The balance requires ongoing conversation between clinical teams who understand the workflow and security teams who understand the risk. The conversations should be specific and grounded in actual risk. A patient monitor that's in a locked recovery room and never leaves the facility has different security requirements than a portable monitor that moves between units. An infusion pump connected to a medical device network requires different controls than one that operates entirely offline. A device used in an operating room during active surgery has different downtime tolerance than a monitoring device used on a general floor.

Physical security matters alongside network security. Physical access to a device can enable tampering, unauthorized modification, or firmware replacement. Devices that contain or process sensitive information should be in secured areas where only authorized personnel can access them. For portable devices like wireless patient monitors or portable ultrasound machines, controls include password protection, encryption of stored data, and logging of access.

The test of your medical device security program is whether it's actually reducing risk without making healthcare impossible. If you've segmented devices so heavily that they can't communicate with the EHR, the security is theoretical. If you've locked down access so completely that staff can't use the device in emergencies, the security is counterproductive. The goal is reasonable security for your actual environment and your actual threat profile.

Frequently Asked Questions

What percentage of medical devices have known security vulnerabilities?
Ponemon Institute research found that 53% of connected medical devices in hospitals have known critical vulnerabilities. The problem is widespread because many devices were designed before cybersecurity was a design consideration, and manufacturers often stop providing security updates well before the device reaches the end of its clinical useful life.
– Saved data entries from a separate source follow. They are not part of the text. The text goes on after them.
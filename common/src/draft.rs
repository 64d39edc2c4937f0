//! フォーム下書きと添付ファイル
//!
//! ダイアログが開いている間だけ保持される入力値。
//! 一覧の確定データとは別管理。

use std::collections::BTreeMap;

use base64::{engine::general_purpose::STANDARD, Engine as _};

use crate::error::{Error, Result};

/// Data URLからBase64データ部分を抽出
///
/// # Arguments
/// * `data_url` - "data:image/jpeg;base64,/9j/4AAQ..." 形式のData URL
pub fn extract_base64_from_data_url(data_url: &str) -> Option<&str> {
    if !data_url.starts_with("data:") {
        return None;
    }
    data_url.split_once(',').map(|(_, data)| data)
}

/// Data URLからMIMEタイプを抽出
///
/// 抽出できない場合は "application/octet-stream"
pub fn extract_mime_type_from_data_url(data_url: &str) -> &str {
    data_url
        .strip_prefix("data:")
        .and_then(|s| s.split([';', ',']).next())
        .filter(|s| !s.is_empty())
        .unwrap_or("application/octet-stream")
}

/// アップロード対象ファイル
#[derive(Debug, Clone, PartialEq, Eq)]
pub struct Attachment {
    pub file_name: String,
    pub mime_type: String,
    pub bytes: Vec<u8>,
}

impl Attachment {
    pub fn new(file_name: impl Into<String>, mime_type: impl Into<String>, bytes: Vec<u8>) -> Self {
        Self {
            file_name: file_name.into(),
            mime_type: mime_type.into(),
            bytes,
        }
    }

    /// FileReader.readAsDataURL の結果から復元
    pub fn from_data_url(file_name: impl Into<String>, data_url: &str) -> Result<Self> {
        let encoded = extract_base64_from_data_url(data_url)
            .ok_or_else(|| Error::invalid("Selected file could not be read"))?;
        let bytes = STANDARD
            .decode(encoded)
            .map_err(|_| Error::invalid("Selected file could not be read"))?;
        Ok(Self::new(
            file_name,
            extract_mime_type_from_data_url(data_url),
            bytes,
        ))
    }

    /// プレビュー用Data URL
    pub fn to_data_url(&self) -> String {
        format!("data:{};base64,{}", self.mime_type, STANDARD.encode(&self.bytes))
    }

    pub fn is_image(&self) -> bool {
        self.mime_type.starts_with("image/")
    }
}

/// 作成・編集ダイアログの下書き
#[derive(Debug, Clone, Default, PartialEq, Eq)]
pub struct Draft {
    values: BTreeMap<String, String>,
    attachment: Option<Attachment>,
    preview: Option<String>,
    remembered_url: Option<String>,
}

impl Draft {
    pub fn new() -> Self {
        Self::default()
    }

    /// ビルダー形式で値を設定
    pub fn with(mut self, name: &str, value: impl Into<String>) -> Self {
        self.set(name, value);
        self
    }

    pub fn set(&mut self, name: &str, value: impl Into<String>) {
        self.values.insert(name.to_string(), value.into());
    }

    /// 未入力は空文字
    pub fn get(&self, name: &str) -> &str {
        self.values.get(name).map(String::as_str).unwrap_or("")
    }

    pub fn values(&self) -> impl Iterator<Item = (&str, &str)> {
        self.values.iter().map(|(k, v)| (k.as_str(), v.as_str()))
    }

    /// ファイルを添付し、プレビュー用Data URLを生成
    pub fn attach(&mut self, attachment: Attachment) {
        self.preview = Some(attachment.to_data_url());
        self.attachment = Some(attachment);
    }

    pub fn attachment(&self) -> Option<&Attachment> {
        self.attachment.as_ref()
    }

    pub fn clear_attachment(&mut self) {
        self.attachment = None;
        self.preview = None;
    }

    /// 編集時、既存レコードの画像URLを保持
    pub fn remember_url(&mut self, url: impl Into<String>) {
        let url = url.into();
        self.remembered_url = if url.trim().is_empty() { None } else { Some(url) };
    }

    pub fn remembered_url(&self) -> Option<&str> {
        self.remembered_url.as_deref()
    }

    /// ダイアログに表示する画像（新しい添付を優先）
    pub fn preview(&self) -> Option<&str> {
        self.preview.as_deref().or(self.remembered_url.as_deref())
    }

    /// 添付済み、または既存URLがあるか
    pub fn has_image(&self) -> bool {
        self.attachment.is_some() || self.remembered_url.is_some()
    }
}

#[cfg(test)]
mod tests {
    use super::*;

    #[test]
    fn test_extract_base64_from_data_url() {
        let data_url = "data:image/png;base64,iVBORw0KGgo=";
        assert_eq!(extract_base64_from_data_url(data_url), Some("iVBORw0KGgo="));
        assert_eq!(extract_base64_from_data_url("https://example.com/a.png"), None);
    }

    #[test]
    fn test_extract_mime_type_from_data_url() {
        assert_eq!(extract_mime_type_from_data_url("data:image/png;base64,AAAA"), "image/png");
        assert_eq!(extract_mime_type_from_data_url("data:,hello"), "application/octet-stream");
        assert_eq!(extract_mime_type_from_data_url("invalid"), "application/octet-stream");
    }

    #[test]
    fn test_attachment_data_url_preview() {
        let attachment = Attachment::new("a.png", "image/png", vec![1, 2, 3]);
        let data_url = attachment.to_data_url();
        assert!(data_url.starts_with("data:image/png;base64,"));

        let restored = Attachment::from_data_url("a.png", &data_url).unwrap();
        assert_eq!(restored, attachment);
        assert!(restored.is_image());
    }

    #[test]
    fn test_attachment_from_invalid_data_url() {
        let result = Attachment::from_data_url("a.png", "data:image/png;base64,@@@");
        assert!(matches!(result, Err(Error::InvalidArgument(_))));
    }

    #[test]
    fn test_draft_values_default_to_empty() {
        let draft = Draft::new().with("title", "Launch");
        assert_eq!(draft.get("title"), "Launch");
        assert_eq!(draft.get("description"), "");
    }

    #[test]
    fn test_draft_preview_prefers_new_attachment() {
        let mut draft = Draft::new();
        draft.remember_url("https://cdn.example.com/old.jpg");
        assert_eq!(draft.preview(), Some("https://cdn.example.com/old.jpg"));

        draft.attach(Attachment::new("new.jpg", "image/jpeg", vec![0xff, 0xd8]));
        assert!(draft.preview().unwrap().starts_with("data:image/jpeg;base64,"));
        assert!(draft.has_image());

        draft.clear_attachment();
        assert_eq!(draft.preview(), Some("https://cdn.example.com/old.jpg"));
    }

    #[test]
    fn test_remember_blank_url_is_ignored() {
        let mut draft = Draft::new();
        draft.remember_url("  ");
        assert_eq!(draft.remembered_url(), None);
        assert!(!draft.has_image());
    }
}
Can we patch medical devices the same way we patch regular IT systems?
Usually not. Medical device patches are often manual, require coordination with clinical staff for downtime, and may need manufacturer involvement. Updating the operating system can void the device's clinical certification. Each patch decision requires weighing the security risk of the known vulnerability against the operational risk of patching, including potential instability.

What is network segmentation and why is it the primary control for medical devices?
Network segmentation places medical devices on separate virtual networks (VLANs) isolated from the general hospital network. If an attacker compromises a device on the medical device segment, they cannot directly access workstations, servers, or the EHR on the general network. Segmentation is the primary control because many devices cannot be patched, making isolation the most effective way to limit the damage from a compromise.

How should we handle a medical device the manufacturer no longer supports?
Document the device with its risk profile, known vulnerabilities, and mitigation strategy. Place it on an isolated network segment with restricted traffic rules. Monitor it for anomalous behavior. Develop a replacement timeline and include replacement costs in your capital budget. If the device processes patient data and cannot be adequately isolated, replacement should be prioritized.

What security questions should we ask when purchasing new medical devices?
Ask about the manufacturer's security update process and patch timeline for critical vulnerabilities, the support window for the device, authentication requirements for remote access, the ability to disable unnecessary network services, evidence of third-party security testing, and firmware version documentation. Include these criteria in your RFP and negotiate security commitments as part of the purchase agreement.

Does the FDA require cybersecurity for medical devices?
The FDA's 2023 guidance requires premarket cybersecurity submissions for new medical devices, including a software bill of materials, vulnerability assessment, and a plan for security updates throughout the device's lifecycle. This applies to new devices seeking FDA clearance. It does not retroactively apply to devices already on the market, which is why legacy device security remains an organizational responsibility.